## Task to complete
Scan the listing below for the word "tracing", then copy each line that has it.

## Supplied information
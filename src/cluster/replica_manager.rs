//! Hosted partitions and their replication roles.
//!
//! The [`ReplicaManager`] owns every [`PartitionLog`] on this broker. A
//! watcher task follows committed metadata and, for each partition assigned
//! here, keeps exactly one replication task running that matches the local
//! role: a leader task when this broker leads the partition, a follower task
//! when another broker does. On every leadership change the replica first
//! truncates its log to its high watermark so that nothing uncommitted
//! survives the change.
//!
//! Client reads and writes go through [`ReplicaManager::append`],
//! [`ReplicaManager::fetch`] and [`ReplicaManager::list_offset`], which only
//! succeed on the partition leader. Follower fetches arrive over the cluster
//! RPC transport through the [`ReplicaFetchService`] implementation.

use std::collections::{BTreeMap, HashMap};
use std::sync::{Arc, Mutex, PoisonError, RwLock};
use std::time::Duration;

use async_trait::async_trait;
use bytes::Bytes;
use tokio::sync::broadcast;
use tokio::task::JoinHandle;
use tracing::{debug, error, info, warn};

use super::config::{LogConfig, ReplicationConfig};
use super::error::{ClusterError, ClusterResult};
use super::log::{AppendInfo, LogError, PartitionLog, ReadResult};
use super::metadata_store::{MetadataSnapshot, MetadataStore};
use super::metrics;
use super::raft::{
    PartitionInfo, ReplicaFetchRequest, ReplicaFetchResponse, ReplicaFetchService, TopicInfo,
};
use super::replicator::{
    FollowerHandle, FollowerParams, IsrProposer, LeaderEvent, LeaderHandle, LeaderParams,
    spawn_follower, spawn_leader,
};
use crate::error::KafkaCode;

/// Offset sentinel for "latest" in ListOffsets.
pub const LATEST_TIMESTAMP: i64 = -1;
/// Offset sentinel for "earliest" in ListOffsets.
pub const EARLIEST_TIMESTAMP: i64 = -2;

enum Role {
    Leader(LeaderHandle),
    Follower {
        handle: FollowerHandle,
        leader_epoch: i32,
    },
    Offline,
}

impl Role {
    fn leader_epoch(&self) -> Option<i32> {
        match self {
            Role::Leader(handle) => Some(handle.leader_epoch()),
            Role::Follower { leader_epoch, .. } => Some(*leader_epoch),
            Role::Offline => None,
        }
    }

    async fn stop(self) {
        match self {
            Role::Leader(handle) => handle.stop().await,
            Role::Follower { handle, .. } => handle.stop().await,
            Role::Offline => {}
        }
    }
}

/// One partition replica hosted on this broker.
pub struct HostedPartition {
    topic: Arc<str>,
    partition: i32,
    /// `created_version` of the topic generation this replica belongs to.
    created_version: u64,
    log: Arc<PartitionLog>,
    role: Mutex<Role>,
}

impl HostedPartition {
    pub fn topic(&self) -> &str {
        &self.topic
    }

    pub fn partition(&self) -> i32 {
        self.partition
    }

    pub fn log(&self) -> &Arc<PartitionLog> {
        &self.log
    }

    pub fn is_leader(&self) -> bool {
        matches!(
            *self.role.lock().unwrap_or_else(PoisonError::into_inner),
            Role::Leader(_)
        )
    }

    /// Forward an event to the leader task. No-op unless leading.
    fn notify_leader(&self, event: LeaderEvent) {
        if let Role::Leader(handle) = &*self.role.lock().unwrap_or_else(PoisonError::into_inner) {
            handle.notify(event);
        }
    }

    fn take_role(&self) -> Role {
        std::mem::replace(
            &mut *self.role.lock().unwrap_or_else(PoisonError::into_inner),
            Role::Offline,
        )
    }

    fn set_role(&self, role: Role) {
        *self.role.lock().unwrap_or_else(PoisonError::into_inner) = role;
    }

    fn current_epoch(&self) -> Option<i32> {
        self.role
            .lock()
            .unwrap_or_else(PoisonError::into_inner)
            .leader_epoch()
    }
}

/// Records and offsets returned to a consumer fetch.
#[derive(Debug, Clone)]
pub struct FetchedData {
    pub high_watermark: i64,
    pub log_start_offset: i64,
    /// Whole batches below the high watermark; empty when nothing is committed
    /// at the fetch offset yet.
    pub records: Bytes,
}

type PartitionMap = HashMap<String, BTreeMap<i32, Arc<HostedPartition>>>;

pub struct ReplicaManager {
    broker_id: i32,
    log_config: LogConfig,
    replication: ReplicationConfig,
    rpc_timeout: Duration,
    store: Arc<MetadataStore>,
    proposer: Arc<dyn IsrProposer>,
    partitions: RwLock<PartitionMap>,
    /// Serializes role transitions.
    reconcile_lock: tokio::sync::Mutex<()>,
    shutdown_tx: broadcast::Sender<()>,
    tasks: Mutex<Vec<JoinHandle<()>>>,
}
//! Client connection handling for the Kafka listener.
//!
//! A connection reads one size-prefixed frame at a time, dispatches it to the
//! [`Handler`] and writes the answer before reading the next frame, so
//! responses leave in request order. A malformed frame or an undecodable
//! header closes the connection; a request whose body does not decode is
//! answered with `InvalidRequest` and the connection stays open.

use std::net::SocketAddr;
use std::sync::Arc;
use std::time::{Duration, Instant};

use bytes::Bytes;
use tokio::io::{AsyncReadExt, AsyncWriteExt};
use tokio::net::TcpStream;
use tokio::time::timeout;

use crate::cluster::ServerConfig;
use crate::cluster::metrics;
use crate::error::{Error, KafkaCode, Result};

use super::handler::{Handler, RequestContext};
use super::request::{ApiKey, Request};
use super::response::{ApiVersionsResponseData, ErrorResponseData, Response, VersionedEncode};
use super::versions;

/// Per-connection limits taken from [`ServerConfig`].
#[derive(Debug, Clone, Copy)]
pub struct ConnectionLimits {
    pub max_message_size: usize,
    pub read_timeout: Duration,
    pub handler_timeout: Duration,
}

impl From<&ServerConfig> for ConnectionLimits {
    fn from(config: &ServerConfig) -> Self {
        Self {
            max_message_size: config.max_message_size,
            read_timeout: config.request_read_timeout,
            handler_timeout: config.request_handler_timeout,
        }
    }
}

impl Default for ConnectionLimits {
    fn default() -> Self {
        Self::from(&ServerConfig::default())
    }
}

#[inline]
fn encode_response<R: VersionedEncode>(
    correlation_id: i32,
    resp: &R,
    version: i16,
) -> Result<Vec<u8>> {
    Response::new(correlation_id, resp, version)?.encode_with_size()
}

/// ApiVersions always answers with the classic response header, even for
/// the flexible v3 body, so clients can read it before negotiating.
fn encode_api_versions(
    correlation_id: i32,
    api_version: i16,
    resp: &ApiVersionsResponseData,
) -> Result<Vec<u8>> {
    encode_response(correlation_id, resp, api_version)
}

/// Parse one request frame, run its handler and encode the answer.
///
/// Returns `Ok(None)` when the request expects no response (produce with
/// `acks = 0`).
pub(crate) async fn dispatch_request<H: Handler>(
    handler: &H,
    data: Bytes,
    client_addr: SocketAddr,
) -> Result<Option<Vec<u8>>> {
    let start = Instant::now();

    let request = match Request::parse(data) {
        Ok(r) => r,
        Err(e) => {
            tracing::warn!(client = %client_addr, error = %e, "Failed to parse request");
            metrics::record_request("Unknown", "parse_error", start.elapsed().as_secs_f64());
            return Err(e);
        }
    };
    let header = request.header();
    let correlation_id = header.correlation_id;
    let api_version = header.api_version;
    let api_name = header.api_key.as_str();

    let ctx = RequestContext {
        client_addr,
        api_version,
        client_id: header.client_id.clone(),
        request_id: uuid::Uuid::new_v4(),
    };

    tracing::debug!(
        request_id = %ctx.request_id,
        api_key = ?header.api_key,
        api_version,
        client = %client_addr,
        correlation_id,
        "Handling request"
    );

    let result = match request {
        Request::ApiVersions(_, req) => {
            let response = handler.handle_api_versions(&ctx, req).await;
            encode_api_versions(correlation_id, api_version, &response).map(Some)
        }
        Request::Metadata(_, req) => {
            let response = handler.handle_metadata(&ctx, req).await;
            encode_response(correlation_id, &response, api_version).map(Some)
        }
        Request::Produce(_, req) => {
            let acks = req.acks;
            let response = handler.handle_produce(&ctx, req).await;
            if acks == 0 {
                Ok(None)
            } else {
                encode_response(correlation_id, &response, api_version).map(Some)
            }
        }
        Request::Fetch(_, req) => {
            let response = handler.handle_fetch(&ctx, req).await;
            encode_response(correlation_id, &response, api_version).map(Some)
        }
        Request::ListOffsets(_, req) => {
            let response = handler.handle_list_offsets(&ctx, req).await;
            encode_response(correlation_id, &response, api_version).map(Some)
        }
        Request::CreateTopics(_, req) => {
            let response = handler.handle_create_topics(&ctx, req).await;
            encode_response(correlation_id, &response, api_version).map(Some)
        }
        Request::DeleteTopics(_, req) => {
            let response = handler.handle_delete_topics(&ctx, req).await;
            encode_response(correlation_id, &response, api_version).map(Some)
        }
        Request::Unsupported(h, _) if h.api_key == ApiKey::ApiVersions => {
            // Answer in the v0 layout so any client can read the list and retry.
            tracing::debug!(api_version, "Unsupported ApiVersions version");
            let response = ApiVersionsResponseData {
                error_code: KafkaCode::UnsupportedVersion,
                api_keys: versions::default_api_versions(),
                throttle_time_ms: 0,
            };
            encode_api_versions(correlation_id, 0, &response).map(Some)
        }
        Request::Unsupported(h, body) => {
            tracing::debug!(api_key = ?h.api_key, api_version, "Unsupported request");
            let response = handler.handle_unsupported(&ctx, h.api_key, body).await;
            encode_response(correlation_id, &response, api_version).map(Some)
        }
        Request::Malformed(h) => {
            tracing::warn!(
                client = %client_addr,
                api_key = ?h.api_key,
                api_version,
                correlation_id,
                "Malformed request body"
            );
            metrics::record_request(api_name, "parse_error", start.elapsed().as_secs_f64());
            let response = ErrorResponseData {
                error_code: KafkaCode::InvalidRequest,
            };
            return encode_response(correlation_id, &response, api_version).map(Some);
        }
    };

    let status = if result.is_ok() { "success" } else { "error" };
    metrics::record_request(api_name, status, start.elapsed().as_secs_f64());

    result
}

/// A client connection to the Kafka listener.
pub struct ClientConnection {
    stream: TcpStream,
    addr: SocketAddr,
    limits: ConnectionLimits,
}

impl ClientConnection {
    pub fn new(stream: TcpStream, addr: SocketAddr, limits: ConnectionLimits) -> Self {
        Self {
            stream,
            addr,
            limits,
        }
    }

    /// Handle requests from this connection until closed.
    pub async fn handle_requests<H: Handler>(&mut self, handler: Arc<H>) -> Result<()> {
        metrics::ACTIVE_CONNECTIONS.inc();
        let result = self.handle_requests_inner(handler).await;
        metrics::ACTIVE_CONNECTIONS.dec();
        metrics::record_connection("closed");
        result
    }

    async fn handle_requests_inner<H: Handler>(&mut self, handler: Arc<H>) -> Result<()> {
        loop {
            let read_result = match timeout(self.limits.read_timeout, self.read_request()).await {
                Ok(result) => result,
                Err(_) => {
                    tracing::debug!(
                        client = %self.addr,
                        timeout_secs = self.limits.read_timeout.as_secs(),
                        "Idle connection timed out"
                    );
                    return Ok(());
                }
            };

            let data = match read_result {
                Ok(data) => data,
                Err(Error::MissingData(_)) => {
                    tracing::debug!("Client {} disconnected", self.addr);
                    return Ok(());
                }
                Err(e) => {
                    tracing::warn!(client = %self.addr, error = %e, "Closing connection");
                    return Err(e);
                }
            };

            let dispatched = timeout(
                self.limits.handler_timeout,
                dispatch_request(handler.as_ref(), data, self.addr),
            )
            .await;

            match dispatched {
                Ok(Ok(Some(response))) => self.write_response(&response).await?,
                Ok(Ok(None)) => {}
                Ok(Err(e)) => return Err(e),
                Err(_) => {
                    tracing::error!(
                        client = %self.addr,
                        timeout_secs = self.limits.handler_timeout.as_secs(),
                        "Request handler timeout - closing connection"
                    );
                    return Err(Error::MissingData("Request handler timeout".to_owned()));
                }
            }
        }
    }

    /// Read a single request frame.
    ///
    /// A clean EOF before the size prefix is reported as `MissingData`.
    async fn read_request(&mut self) -> Result<Bytes> {
        let size = match self.stream.read_i32().await {
            Ok(size) => size,
            Err(e) if e.kind() == std::io::ErrorKind::UnexpectedEof => {
                return Err(Error::MissingData("Connection closed".to_owned()));
            }
            Err(e) => return Err(Error::IoError(e.kind())),
        };

        if size < 0 || size as usize > self.limits.max_message_size {
            return Err(Error::InvalidFrameSize(size as i64));
        }

        tracing::trace!("Reading {} bytes from {}", size, self.addr);

        let mut data = vec![0u8; size as usize];
        self.stream
            .read_exact(&mut data)
            .await
            .map_err(|e| Error::IoError(e.kind()))?;

        Ok(Bytes::from(data))
    }

    async fn write_response(&mut self, response: &[u8]) -> Result<()> {
        tracing::trace!(client = %self.addr, response_len = response.len(), "Writing response");
        self.stream
            .write_all(response)
            .await
            .map_err(|e| Error::IoError(e.kind()))
    }
}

## Written solution
use tracing::{debug, error, info, warn};
            tracing::warn!(client = %client_addr, error = %e, "Failed to parse request");
    tracing::debug!(
            tracing::debug!(api_version, "Unsupported ApiVersions version");
            tracing::debug!(api_key = ?h.api_key, api_version, "Unsupported request");
            tracing::warn!(
                    tracing::debug!(
                    tracing::debug!("Client {} disconnected", self.addr);
                    tracing::warn!(client = %self.addr, error = %e, "Closing connection");
                    tracing::error!(
        tracing::trace!("Reading {} bytes from {}", size, self.addr);
        tracing::trace!(client = %self.addr, response_len = response.len(), "Writing response");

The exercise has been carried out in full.